Frontier labs build models. We build the layer above them — the system that acquires a domain, reasons inside it, remembers what it learns, and carries that learning into the next deployment. Enterprise by enterprise. On sovereign, auditable infrastructure. Where the regulated world actually runs.
Superintelligence is a word that has been spent carelessly. We use it in one narrow, defensible sense: the most advanced applied AI system in production within its domain — a system that compounds above any base model, survives every model generation, and converges toward superhuman capability in the operations layer of the enterprise. That is a claim about deployment, not about the laboratory. We hold ourselves to the narrow version.
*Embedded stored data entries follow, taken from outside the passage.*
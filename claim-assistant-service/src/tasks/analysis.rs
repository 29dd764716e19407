use async_trait::async_trait;
use claim_flow::{
    NextAction, Result, Task, TaskContext, TaskResult,
    model::WorkflowKind,
    routing::analysis_type,
    transcript::TurnPayload,
};
use tracing::{error, info, warn};

use super::prompts;

/// Runs the pre-claim or denial analysis and returns to the menu.
pub struct AnalysisTask;

#[async_trait]
impl Task for AnalysisTask {
    fn id(&self) -> &str {
        std::any::type_name::<Self>()
    }

    async fn run(&self, ctx: &mut TaskContext<'_>) -> Result<TaskResult> {
        let workflow = ctx.conversation.require_workflow()?;
        let pacing = ctx.pacing();

        if ctx.conversation.documents().is_empty() {
            ctx.transcript.say(prompts::NOTHING_TO_ANALYZE);
            return Ok(TaskResult::new_with_status(
                NextAction::ReturnToMenu(pacing.empty_guard),
                "Nothing to analyze",
            ));
        }

        let policy = match ctx.conversation.policy() {
            Some(policy) if ctx.conversation.is_ready_for(workflow) => policy.clone(),
            _ => {
                warn!(
                    session_id = %ctx.session_id(),
                    workflow = %workflow,
                    "Analysis requested without the documents or policy it needs"
                );
                ctx.transcript.say(
                    "⚠️ I don't have everything this analysis needs yet. Please start again from the menu.",
                );
                return Ok(TaskResult::new_with_status(
                    NextAction::ReturnToMenu(pacing.empty_guard),
                    "Analysis context incomplete",
                ));
            }
        };

        let document_ids = ctx.conversation.document_ids();
        let kind = analysis_type(workflow);

        info!(
            session_id = %ctx.session_id(),
            task_id = %self.id(),
            workflow = %workflow,
            analysis_type = %kind,
            policy = %policy,
            documents = document_ids.len(),
            "Running analysis"
        );

        ctx.transcript
            .say("🔍 Analyzing your documents against the policy...");
        ctx.transcript.typing();

        match ctx
            .gateways
            .analysis
            .analyze(&document_ids, &policy, kind)
            .await
        {
            Ok(report) => {
                ctx.transcript.say("Analysis Complete! Here is what I found:");
                let has_missing = !report.missing_requirements.is_empty();
                let risk_band = report.risk_band();
                ctx.transcript.show(TurnPayload::Analysis { report, risk_band });

                if workflow == WorkflowKind::Appeal {
                    prompts::offer_letter(ctx, document_ids, policy);
                } else if has_missing {
                    ctx.transcript.say(
                        "⚠️ Missing information detected. You should ask your doctor for these specifically.",
                    );
                }
            }
            Err(e) => {
                error!(session_id = %ctx.session_id(), error = %e, "Analysis failed");
                ctx.transcript
                    .say("❌ Sorry, something went wrong during analysis.");
            }
        }

        Ok(TaskResult::new_with_status(
            NextAction::ReturnToMenu(pacing.result_read),
            "Analysis finished",
        ))
    }
}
A foundation model is trained once and frozen — an encyclopaedia: vast, impressive, static. Superforce is built on the opposite premise. It does not prompt the model. It builds above it. Every deployment deposits learned structure into the substrate, and every new deployment draws from a substrate that is denser than the one before. Individual products can be cloned. A compounding backbone cannot.
Builds domain models, not document indexes. Every deployment yields a structured map of the field — entities, relationships, causal chains, regulatory edge cases, the vocabulary practitioners actually use. Genuine domain acquisition, not retrieval dressed up as understanding.
Each business deposits learned structure back into Superforce through the Transfer layer, and draws orchestration and standardisation back out. The model knows. The agent does. The market trusts. The layers do not merely coexist — they compound.
An AI-native operator displacing the outsourcing model itself. We do not sell seats and headcount at a margin; we sell the outcome, and run the work autonomously where the work permits it. The enterprise buys a result, not a labour arbitrage.
An AI-native software factory producing production-grade, audit-trailed enterprise software for regulated industries. Built to the evidentiary standard the regulator will ask for, not to the demo standard the buyer will applaud.
A vertical-LLM foundry. Domain-specialised models trained, evaluated, and deployed sovereignly — inside the jurisdiction, inside the perimeter, against audited outcomes rather than public benchmarks.
Vertical agentic marketplaces that carry autonomous coordination across firm boundaries — the venue where enterprises buy accountable outcomes rather than contract for effort. Hierarchy cannot cross the firm wall. A market can.
Agentic coordination inside a single firm is orchestration — a manager can compel it. Across firms, there is no manager. Hierarchy stops at the firm wall, and the only structure that has ever crossed it is a market. SuperX is that market for regulated work: venues where an enterprise buys a finished, accountable outcome instead of contracting for the effort that might produce one.
Visual AI and eKYC. The identity primitive underneath every venue: it establishes who is standing on the other side of the transaction before the venue will underwrite anything at all. A guarantee to an unverified counterparty is not a guarantee.
Agentic acquisition. Brings the counterparty to the venue and keeps both sides thick enough for the market to clear. A marketplace without demand is a directory with better typography.
Visa did not merely list merchants. The App Store did not merely list developers. Each one stood behind the transaction, and that is why the transaction happened at all. In regulated work, the only party that can credibly underwrite an autonomous outcome is the party that also built the intelligence producing it — because it is the only one who can see inside the decision.
That is the position SuperX occupies, and it is available to us for one reason: Superforce sits underneath it. Every venue deposits what it learns back into the substrate, and every venue draws from a substrate the others have already thickened. The marketplace is not a separate bet. It is what the architecture was always for.
Data-sovereignty regimes across Asia-Pacific and adjacent jurisdictions do not permit regulated enterprise data to leave the perimeter. That is not a temporary friction the largest US labs will engineer around — it is a structural exclusion, and it is widening.
We are inside that perimeter. On-premises, in-jurisdiction, under local audit, in the languages the work is actually conducted in. Sixteen years of enterprise deployment is not a head start on a benchmark. It is a position on ground the frontier cannot occupy — and the only ground where applied superintelligence can be earned rather than announced.
Private data never transfers. Learned structure does. That asymmetry is the entire defensibility argument, and it compounds with every deployment we complete.
Deployment inside the client's jurisdiction and perimeter. The corpus does not leave. Where regulation requires on-premises, on-premises is the product — not an enterprise upsell.
Recall, synthesis, and judgment are separated stages, each one inspectable. Uncertainty is surfaced and routed, not smoothed over. A decision a regulator cannot trace is a decision we will not ship.
The four layers sit above the base model. When the next generation ships, accumulated domain structure, calibrations, and expert corrections carry forward. We do not depend on any single lab, and we say so plainly.